Wilcoxon and Kruskal-Wallis: Rank-based alternatives to t-tests and ANOVA
T-tests and ANOVA can perform poorly when have large outliers in our data or have
data are not normally distributed. Non-normal distributions violate the assumptions of
ANOVA, and can greatly reduce the power to detect significant effects. Even when
graphs of our data suggest there is a difference among the groups, we may get nonsignificant p-values from t-tests and ANOVA as a result of the outliers or non-normal
distributions.
In these cases, we can use alternatives to the t-test and ANOVA based on ranks:
Non-parametric (rank) test
Wilcoxon rank sum test
Wilcoxon signed rank test
Kruskal-Wallis test
Corresponding parametric test
T-test (ordinary, two sample version)
Paired t-test
ANOVA
T-tests and ANOVA are called parametric tests because they assume that the data follow
a distribution (such as normal distribution) that has parameters mean and standard
deviation.

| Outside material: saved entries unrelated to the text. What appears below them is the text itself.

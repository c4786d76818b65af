//! Path of Building import.
//!
//! A PoB export string is base64 (standard or URL-safe alphabet) over a zlib
//! stream over an XML document. [`parse_pob_build`] returns the character
//! attributes, the first passive tree spec and the equipped items;
//! [`blueprints_from_build`] turns those items into planner input.

pub mod blueprint;
pub mod decoder;
pub mod errors;
pub mod items;

pub use blueprint::{blueprint_from_item, blueprints_from_build, clean_affix, socket_blueprint};
pub use decoder::{coerce_attribute, decode_build_xml, parse_build_xml, parse_pob_build, PobBuild};
pub use errors::PobError;
pub use items::{parse_item_text, ItemAffixes, PobItem};
//! Item fundamentals glossary (`item_fundamentals.json`).
//!
//! Search is ranked rather than filtered: each entry scores the number of
//! query tokens it covers plus the best edit-distance similarity between the
//! whole query and one of its fields.

use std::path::Path;

use serde::{Deserialize, Serialize};

use super::errors::KnowledgeError;
use super::loader::load_json;
use super::text::normalise;

const MIN_SIMILARITY: f64 = 0.45;

#[derive(Debug, Clone, PartialEq, Serialize, Deserialize)]
pub struct ItemFundamental {
    pub category: String,
    pub name: String,
    #[serde(default)]
    pub summary: String,
    #[serde(default)]
    pub details: String,
}

#[derive(Debug, Clone, Default)]
pub struct FundamentalsIndex {
    entries: Vec<ItemFundamental>,
}

impl FundamentalsIndex {
    pub const FILE_NAME: &'static str = "item_fundamentals.json";

    pub fn load(data_dir: &Path) -> Result<Self, KnowledgeError> {
        let entries: Vec<ItemFundamental> = load_json(data_dir, Self::FILE_NAME)?;
        tracing::info!(count = entries.len(), "item fundamentals loaded");
        Ok(Self::from_entries(entries))
    }

    pub fn from_entries(entries: Vec<ItemFundamental>) -> Self {
        Self { entries }
    }

    pub fn entries(&self) -> &[ItemFundamental] {
        &self.entries
    }

    pub fn search(&self, query: &str, limit: Option<usize>) -> Vec<ItemFundamental> {
        let needle = normalise(query);
        if needle.is_empty() {
            return Vec::new();
        }
        let tokens: Vec<&str> = needle.split_whitespace().collect();

        let mut scored: Vec<(f64, &ItemFundamental)> = self
            .entries
            .iter()
            .filter_map(|entry| {
                let fields: Vec<String> = [&entry.category, &entry.name, &entry.summary]
                    .into_iter()
                    .filter(|f| !f.is_empty())
                    .map(|f| normalise(f))
                    .collect();
                if fields.is_empty() {
                    return None;
                }
                let coverage = tokens
                    .iter()
                    .filter(|token| fields.iter().any(|field| field.contains(**token)))
                    .count();
                let best_ratio = fields
                    .iter()
                    .map(|field| strsim::normalized_levenshtein(&needle, field))
                    .fold(0.0_f64, f64::max);
                if coverage == 0 && best_ratio < MIN_SIMILARITY {
                    return None;
                }
                Some((coverage as f64 + best_ratio, entry))
            })
            .collect();

        scored.sort_by(|(score_a, a), (score_b, b)| {
            score_b
                .total_cmp(score_a)
                .then_with(|| a.category.to_lowercase().cmp(&b.category.to_lowercase()))
                .then_with(|| a.name.to_lowercase().cmp(&b.name.to_lowercase()))
        });

        let limit = limit.unwrap_or(scored.len());
        scored
            .into_iter()
            .take(limit)
            .map(|(_, entry)| entry.clone())
            .collect()
    }
}

// ─── Tests ──────────────────────────────────────────────────────────────────

#[cfg(test)]
mod tests {
    use super::*;

    fn entry(category: &str, name: &str, summary: &str) -> ItemFundamental {
        ItemFundamental {
            category: category.into(),
            name: name.into(),
            summary: summary.into(),
            details: String::new(),
        }
    }

    fn index() -> FundamentalsIndex {
        FundamentalsIndex::from_entries(vec![
            entry("Affixes", "Prefix", "Explicit modifier slot before the base name"),
            entry("Affixes", "Suffix", "Explicit modifier slot after the base name"),
            entry("Sockets", "Links", "Connected sockets share support gems"),
        ])
    }

    #[test]
    fn coverage_ranks_best_match_first() {
        let hits = index().search("suffix slot", None);
        assert_eq!(hits[0].name, "Suffix");
        assert_eq!(hits[1].name, "Prefix");
        assert_eq!(hits.len(), 2);
    }

    #[test]
    fn similarity_rescues_typos() {
        let hits = index().search("linkz", None);
        assert_eq!(hits.len(), 1);
        assert_eq!(hits[0].name, "Links");
    }

    #[test]
    fn limit_truncates_and_empty_query_is_empty() {
        assert_eq!(index().search("modifier slot", Some(1)).len(), 1);
        assert!(index().search("   ", None).is_empty());
    }
}
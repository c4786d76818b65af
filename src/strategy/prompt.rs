//! Prompt template steering a model towards tiered, JSON-shaped plans that
//! [`normalize_crafting_plan`](super::normalize_crafting_plan) can read.

use super::schema::{BudgetTier, RiskLevel};

fn risk_names() -> String {
    RiskLevel::ALL.iter().map(RiskLevel::as_str).collect::<Vec<_>>().join(", ")
}

fn budget_names() -> String {
    BudgetTier::ALL.iter().map(BudgetTier::as_str).collect::<Vec<_>>().join(", ")
}

fn tier_guidance() -> String {
    [
        "When outlining strategies, enumerate distinct routes for the following tiers:".to_string(),
        format!("- Risk tiers: {}. Clarify the trade-offs that justify each tier.", risk_names()),
        format!(
            "- Budget tiers: {}. State the resource assumptions (currency, fossils, etc.).",
            budget_names()
        ),
        "If a tier is not viable for the goal, state it explicitly with a brief reason.".to_string(),
        "For each route provide the success criteria that indicate when to stop.".to_string(),
        "Nest alternative steps under `alternatives` when a different action can replace a step."
            .to_string(),
    ]
    .join("\n")
}

fn json_contract() -> String {
    format!(
        r#"Respond with JSON matching this structure:
{{
  "title": string,
  "goal": string,
  "overview": string,
  "risk_level": one of [{risk}],
  "risk_criteria": string explaining why the plan fits the tier,
  "budget_tier": one of [{budget}],
  "budget_criteria": string explaining the cost assumptions,
  "steps": [
    {{
      "title": string,
      "description": string,
      "risk_level": optional risk tier,
      "risk_notes": optional string,
      "budget_tier": optional budget tier,
      "budget_notes": optional string,
      "success_criteria": optional string,
      "alternatives": [CraftingStep, ...]
    }}
  ],
  "alternative_routes": [
    {{
      "name": string,
      "summary": string,
      "risk_level": risk tier,
      "budget_tier": budget tier,
      "steps": [CraftingStep, ...]
    }}
  ]
}}"#,
        risk = risk_names(),
        budget = budget_names(),
    )
}

/// Build the strategist prompt for `goal`, with optional free-form context
/// (e.g. a description of the item in hand).
pub fn build_crafting_prompt(goal: &str, context: Option<&str>) -> String {
    let context_block = match context {
        Some(text) if !text.is_empty() => format!("Context: {}\n", text.trim()),
        _ => String::new(),
    };

    [
        "You are an expert Path of Exile crafting strategist.".to_string(),
        context_block,
        format!("Goal: {}", goal.trim()),
        tier_guidance(),
        json_contract(),
        "Ensure each tiered route has explicit risk and budget rationales.".to_string(),
    ]
    .join("\n")
}

// ─── Tests ──────────────────────────────────────────────────────────────────
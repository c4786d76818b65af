//! Beastcrafting recipes (`bestiary_recipes.json`).

use std::path::Path;

use serde::Serialize;
use serde_json::Value;

use super::errors::KnowledgeError;
use super::loader::{integer_field, load_array, optional_text, text_field, text_list};
use super::text::{any_contains, normalise};

#[derive(Debug, Clone, PartialEq, Serialize)]
pub struct BeastRequirement {
    pub component_id: String,
    pub amount: i64,
    pub display: String,
    pub monster: Option<String>,
    pub family: Option<String>,
    pub genus: Option<String>,
    pub beast_group: Option<String>,
    pub rarity: Option<String>,
}

#[derive(Debug, Clone, PartialEq, Serialize)]
pub struct BeastcraftRecipe {
    pub identifier: String,
    pub header: String,
    pub subheader: Option<String>,
    pub notes: Option<String>,
    pub game_mode: String,
    pub display: String,
    pub keywords: Vec<String>,
    pub requirements: Vec<BeastRequirement>,
}

impl BeastRequirement {
    fn from_value(entry: &Value) -> Self {
        Self {
            component_id: text_field(entry, "component_id"),
            amount: integer_field(entry, "amount").unwrap_or(0).max(1),
            display: text_field(entry, "display"),
            monster: optional_text(entry, "monster"),
            family: optional_text(entry, "family"),
            genus: optional_text(entry, "genus"),
            beast_group: optional_text(entry, "beast_group"),
            rarity: optional_text(entry, "rarity"),
        }
    }
}

impl BeastcraftRecipe {
    fn from_value(entry: &Value) -> Option<Self> {
        let identifier = optional_text(entry, "identifier")?;
        let header = text_field(entry, "header");
        let display = optional_text(entry, "display").unwrap_or_else(|| header.clone());
        let requirements = match entry.get("requirements") {
            Some(Value::Array(items)) => items.iter().map(BeastRequirement::from_value).collect(),
            _ => Vec::new(),
        };
        Some(Self {
            identifier,
            header,
            subheader: optional_text(entry, "subheader"),
            notes: optional_text(entry, "notes"),
            game_mode: optional_text(entry, "game_mode").unwrap_or_else(|| "standard".to_string()),
            display,
            keywords: text_list(entry, "keywords"),
            requirements,
        })
    }

    fn haystack(&self) -> Vec<&str> {
        let mut fields = vec![self.display.as_str(), self.header.as_str(), self.game_mode.as_str()];
        fields.extend(self.keywords.iter().map(String::as_str));
        fields.extend(self.subheader.as_deref());
        fields.extend(self.notes.as_deref());
        for req in &self.requirements {
            fields.push(&req.display);
            fields.push(&req.component_id);
            for optional in [&req.monster, &req.family, &req.genus, &req.beast_group, &req.rarity] {
                fields.extend(optional.as_deref());
            }
        }
        fields.retain(|f| !f.is_empty());
        fields
    }
}

#[derive(Debug, Clone, Default)]
pub struct BestiaryIndex {
    recipes: Vec<BeastcraftRecipe>,
}

impl BestiaryIndex {
    pub const FILE_NAME: &'static str = "bestiary_recipes.json";

    pub fn load(data_dir: &Path) -> Result<Self, KnowledgeError> {
        let payload = load_array(data_dir, Self::FILE_NAME)?;
        let index = Self::from_values(&payload);
        tracing::info!(count = index.recipes.len(), "bestiary index loaded");
        Ok(index)
    }

    pub fn from_values(entries: &[Value]) -> Self {
        Self {
            recipes: entries.iter().filter_map(BeastcraftRecipe::from_value).collect(),
        }
    }

    pub fn recipes(&self) -> &[BeastcraftRecipe] {
        &self.recipes
    }

    /// Matches sorted with standard-league recipes first, then by display.
    pub fn search(&self, query: &str) -> Vec<BeastcraftRecipe> {
        let needle = normalise(query);
        let mut matches: Vec<BeastcraftRecipe> = self
            .recipes
            .iter()
            .filter(|recipe| any_contains(recipe.haystack(), &needle))
            .cloned()
            .collect();
        matches.sort_by(|a, b| {
            let rank = |r: &BeastcraftRecipe| u8::from(r.game_mode != "standard");
            rank(a).cmp(&rank(b)).then_with(|| a.display.cmp(&b.display))
        });
        matches
    }
}

// ─── Tests ──────────────────────────────────────────────────────────────────

#[cfg(test)]
mod tests {
    use super::*;
    use serde_json::json;

    fn index() -> BestiaryIndex {
        BestiaryIndex::from_values(&[
            json!({
                "identifier": "ruthless-prefix",
                "header": "Split an item",
                "game_mode": "ruthless",
                "requirements": [{"component_id": "c1", "display": "Fenumal Plagued Arachnid", "amount": 0}]
            }),
            json!({
                "identifier": "imprint",
                "header": "Create an Imprint",
                "display": "Imprint an item",
                "requirements": [{"component_id": "c2", "display": "Craicic Chimeral", "rarity": "Unique"}]
            }),
            json!({
                "identifier": "arachnid",
                "header": "Add a prefix, remove a suffix",
                "notes": "Uses an arachnid",
                "requirements": [{"component_id": "c3", "display": "Farric Wolf Alpha"}]
            }),
            json!({"header": "missing identifier"})
        ])
    }

    #[test]
    fn entries_without_identifier_are_dropped() {
        let idx = index();
        assert_eq!(idx.recipes().len(), 3);
        assert_eq!(idx.recipes()[0].requirements[0].amount, 1);
        assert_eq!(idx.recipes()[1].game_mode, "standard");
        assert_eq!(idx.recipes()[2].display, "Add a prefix, remove a suffix");
    }

    #[test]
    fn search_sorts_standard_first_then_display() {
        let hits = index().search("arachnid");
        let ids: Vec<&str> = hits.iter().map(|r| r.identifier.as_str()).collect();
        assert_eq!(ids, vec!["arachnid", "ruthless-prefix"]);
    }

    #[test]
    fn search_covers_beast_rarity() {
        let hits = index().search("unique");
        assert_eq!(hits.len(), 1);
        assert_eq!(hits[0].identifier, "imprint");
    }
}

The relationship between the rank-based tests and the parametric tests is like
the relationship between the median and the mean. The median (which is based on
rank) is less affected by outliers than is the mean. Because the rank-based methods use
do not rely on assumptions about the distribution (such as normal) or parameters (such
as mean and standard deviation), they are also called distribution-free or nonparametric methods. The Wilcoxon rank sum test is also known as the Mann-Whitney U
test. It sometimes called the Wilcoxon-Mann-Whitney test to give credit to everyone.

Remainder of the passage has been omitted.